Dans la vie professionnelle, les cycles menstruels et les volontés de grossesses, par exemple, peuvent créer des freins inégalitaires. 20 % des femmes occupant des emplois ouvriers et de services perdent ou quittent leur emploi en cours de grossesse. Et il existe deux fois plus de discriminations au travail à l’encontre des femmes enceintes ou des mères d’un enfant en bas âge.

D’autre part, 10 % de la population féminine en âge de procréer souffre d’endométriose, ce qui aujourd’hui handicape encore les femmes.
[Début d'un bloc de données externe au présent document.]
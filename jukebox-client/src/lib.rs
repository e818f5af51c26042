//! # Jukebox Client Library
//!
//! Plays sounds named by tokens arriving over a shared stream, one at a
//! time and in arrival order.
//!
//! **Architecture:** one [`session::Session`] task owns all playback state and
//! consumes [`events::SessionEvent`]s from the manifest fetch, the streaming
//! connection, local input and the audio backend.

pub mod audio;
pub mod config;
pub mod dispatcher;
pub mod error;
pub mod events;
pub mod input;
pub mod net;
pub mod playback;
pub mod session;
pub mod transcript;

pub use error::{Error, Result};
pub use session::{Session, SessionSummary};
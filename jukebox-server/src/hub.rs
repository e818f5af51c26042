//! Token relay between stream clients
//!
//! Every connected client holds a [`Subscription`] on one broadcast channel.
//! A token published by a client reaches every other client; the sender
//! never gets its own token back.

use std::sync::atomic::{AtomicU64, Ordering};
use std::sync::Arc;

use jukebox_common::Token;
use tokio::sync::broadcast;
use tokio::sync::broadcast::error::{RecvError, TryRecvError};
use tracing::warn;

/// Connection-unique client number
pub type ClientId = u64;

/// One token on its way through the hub
#[derive(Debug, Clone)]
pub struct Relayed {
    pub from: ClientId,
    pub token: Token,
}

#[derive(Debug, Clone)]
pub struct Hub {
    tx: broadcast::Sender<Relayed>,
    next_id: Arc<AtomicU64>,
}

impl Hub {
    /// `capacity` bounds how far a slow client may fall behind before it
    /// starts missing tokens
    pub fn new(capacity: usize) -> Self {
        let (tx, _) = broadcast::channel(capacity.max(1));
        Self {
            tx,
            next_id: Arc::new(AtomicU64::new(1)),
        }
    }

    pub fn join(&self) -> Subscription {
        Subscription {
            id: self.next_id.fetch_add(1, Ordering::Relaxed),
            rx: self.tx.subscribe(),
        }
    }

    /// Relay `token` from `from`; returns how many subscriptions saw it
    pub fn publish(&self, from: ClientId, token: Token) -> usize {
        self.tx.send(Relayed { from, token }).unwrap_or(0)
    }

    /// Connected clients
    pub fn client_count(&self) -> usize {
        self.tx.receiver_count()
    }
}

/// A client's view of the hub
#[derive(Debug)]
pub struct Subscription {
    id: ClientId,
    rx: broadcast::Receiver<Relayed>,
}

impl Subscription {
    pub fn id(&self) -> ClientId {
        self.id
    }

    /// Wait for tokens from other clients.
    ///
    /// Returns everything already waiting as one batch, in publish order.
    /// `None` once the hub is gone.
    pub async fn next_batch(&mut self) -> Option<Vec<Token>> {
        loop {
            let first = match self.rx.recv().await {
                Ok(relayed) => relayed,
                Err(RecvError::Lagged(missed)) => {
                    warn!("Client {} missed {} token(s)", self.id, missed);
                    continue;
                }
                Err(RecvError::Closed) => return None,
            };

            let mut batch = Vec::new();
            self.keep(first, &mut batch);
            loop {
                match self.rx.try_recv() {
                    Ok(relayed) => self.keep(relayed, &mut batch),
                    Err(TryRecvError::Lagged(missed)) => {
                        warn!("Client {} missed {} token(s)", self.id, missed);
                    }
                    Err(_) => break,
                }
            }

            if !batch.is_empty() {
                return Some(batch);
            }
        }
    }

    fn keep(&self, relayed: Relayed, batch: &mut Vec<Token>) {
        if relayed.from != self.id {
            batch.push(relayed.token);
        }
    }
}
C’est aussi une source d’inégalité professionnelle.

Des propositions pour avancer

Le rapport fournit 23 propositions parmi lesquelles :

  • ajouter l’endométriose aux affections de longue durée afin d’en « supprimer le délai de carence et donc les pertes financières en cas d’arrêts de travail répétés » ;
  • faciliter la reconnaissance des cancers du sein et des ovaires en maladie professionnelle (revoir la liste des critères de pénibilité) ;
  • développer l’élaboration et surtout l’exploitation de données sexuées croisées.

Les recommandations seront portées de manière législative « après les élections sénatoriales », précise la présidente de la délégation Annick Billon. Elles seront par la suite présentées au gouvernement.